Au final, la création d’un nouveau réseau from scratch coûte cher en moyens techniques et humains. Son entretien et sa mise à niveau aussi. En 2017, un opérateur comme Orange Belgique a investi 142 millions d’euros dans son réseau mobile. ” Un nouvel entrant devrait consentir des investissements très importants. On ne peut pas totalement exclure que cela se fasse. Mais c’est un projet avec un rendement très incertain “, souligne Stefaan Genoe, analyste télécoms chez Degroof Petercam.

Jusqu’il y a peu, le régulateur lui-même n’y croyait pas vraiment. En mai 2017, dans une consultation concernant précisément la vente de nouvelles fréquences mobiles, l’IBPT estimait qu’au vu des expériences précédentes et du contexte de consolidation du marché des télécoms à l’oeuvre en Europe, ” la probabilité de voir un nouvel entrant acquérir ces fréquences dans le but de les utiliser pour déployer un quatrième réseau mobile est faible. ” Mais pas nul.

Qui serait intéressé ?

De grands opérateurs européens aux visées internationales pourraient faire de l’oeil à la Belgique. Le nom qui revient le plus souvent sur les lèvres est celui de Free, l’opérateur dirigé par l’entrepreneur Xavier Niel, qui a cassé les prix sur le marché mobile français.

Le groupe Iliad, qui détient la marque Free, vient justement de se lancer comme quatrième opérateur mobile en Italie. Et il a fait fort, avec une offre plancher à 5,99 euros pour les appels et les SMS illimités, ainsi que 30 Gb de données ! Free y a débuté le déploiement de son réseau d’antennes et bénéficie d’accords avec les opérateurs en place pour les zones non couvertes. En 2017, le groupe de Xavier Niel a déjà investi 300 millions d’euros dans cette opération.

Pourrait-il faire la même percée en Belgique ? Il se refuse actuellement à tout commentaire sur le sujet. Interrogé par Trends-Tendances en 2013, Xavier Niel estimait que les licences octroyées par l’Etat belge étaient trop ” restrictives ” et qu’il était ” très difficile ” de déployer de nouvelles antennes en Belgique. Il penchait plutôt pour une autre option : l’achat d’un opérateur local. Depuis lors, l’homme d’affaires a jeté un oeil au dossier Base, mais c’est finalement le câblo-opérateur Telenet qui a raflé la mise.
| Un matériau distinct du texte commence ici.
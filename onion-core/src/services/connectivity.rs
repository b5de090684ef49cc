//! Connectivity prober: refreshes the gateway's and the current node's
//! `last_seen` stamp on a successful ICMP echo to the configured gateway.

use crate::cluster::Cluster;
use crate::device::Device;
use crate::gateway::Gateway;
use crate::ping;
use std::net::IpAddr;
use std::sync::Arc;
use std::time::Duration;
use tokio_util::sync::CancellationToken;
use tracing::debug;

const PROBE_TIMEOUT: Duration = Duration::from_secs(1);
const SLEEP_ON_SUCCESS: Duration = Duration::from_millis(500);
const SLEEP_ON_FAILURE: Duration = Duration::from_millis(500);

pub async fn run(cluster: Arc<Cluster>, gateway: Arc<Gateway>, cancel: CancellationToken) {
    let Some(addr) = resolve(gateway.address()).await else {
        debug!(address = gateway.address(), "gateway address does not resolve; prober idle");
        return;
    };

    loop {
        if cancel.is_cancelled() {
            break;
        }

        let reachable = ping::ping(addr, PROBE_TIMEOUT).await;
        let sleep = if reachable {
            gateway.last_seen().touch();
            cluster.current_node().last_seen().touch();
            SLEEP_ON_SUCCESS
        } else {
            SLEEP_ON_FAILURE
        };

        tokio::select! {
            _ = cancel.cancelled() => break,
            _ = tokio::time::sleep(sleep) => {}
        }
    }
}

async fn resolve(address: &str) -> Option<IpAddr> {
    if let Ok(ip) = address.parse::<IpAddr>() {
        return Some(ip);
    }
    tokio::net::lookup_host((address, 0))
        .await
        .ok()?
        .next()
        .map(|sockaddr| sockaddr.ip())
}

#[cfg(test)]
mod tests {
    use super::*;
    use crate::node::Node;

    #[tokio::test]
    async fn stops_promptly_on_cancellation() {
        let nodes = vec![Arc::new(Node::new(1, "127.0.0.1", 1, 3))];
        let cluster = Arc::new(Cluster::new(nodes, "127.0.0.1").unwrap());
        let gateway = Arc::new(Gateway::new("127.0.0.1", 3));
        let cancel = CancellationToken::new();
        cancel.cancel();

        let result = tokio::time::timeout(
            Duration::from_secs(2),
            run(cluster, gateway, cancel),
        )
        .await;
        assert!(result.is_ok());
    }

    #[tokio::test]
    async fn unresolvable_gateway_returns_immediately() {
        let nodes = vec![Arc::new(Node::new(1, "127.0.0.1", 1, 3))];
        let cluster = Arc::new(Cluster::new(nodes, "127.0.0.1").unwrap());
        let gateway = Arc::new(Gateway::new("not a valid host!!", 3));
        let cancel = CancellationToken::new();

        let result = tokio::time::timeout(
            Duration::from_secs(2),
            run(cluster, gateway, cancel),
        )
        .await;
        assert!(result.is_ok());
    }
}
Xavier Niel pourrait évidemment choisir une nouvelle stratégie et s’aventurer dans le développement d’un nouveau réseau mobile. Mais la Belgique est un petit marché complexe, notamment au niveau linguistique. Et Free a d’autres chats à fouetter sur le marché français où l’opérateur perd des abonnés sur le fixe et dégringole en Bourse. Son patron y souffle d’ailleurs le chaud et le froid puisqu’il pourrait participer à une consolidation du marché mobile et au retour vers trois opérateurs. Cette opération, défendue par les principaux acteurs du secteur pour des raisons de viabilité économique, n’a pas encore abouti, faute d’accord sur l’opérateur qui se ferait hara-kiri.

La création d'un nouveau réseau à partir de rien coûte cher.
La création d’un nouveau réseau à partir de rien coûte cher.© BelgaImage

Quel impact sur le marché ?

Une concurrence accrue implique des offres plus agressives de la part du nouvel entrant, une riposte des opérateurs en place et, in fine, une baisse globale des prix. C’est le pari du ministre De Croo. Mais tous les observateurs ne sont pas en phase avec cette projection qui semble couler de source. A commencer par les trois opérateurs en place qui – cela ne surprendra personne – ne souhaitent pas voir un challenger marcher sur leurs plates-bandes et grignoter leurs précieuses marges. Selon Proximus, il y a un risque réel de ” distorsion du marché ” si les autorités favorisent l’arrivée d’un nouvel entrant. L’opérateur historique n’a pas hésité à brandir l’épouvantail des pertes d’emploi pour tenter de convaincre le gouvernement de renoncer à ce projet.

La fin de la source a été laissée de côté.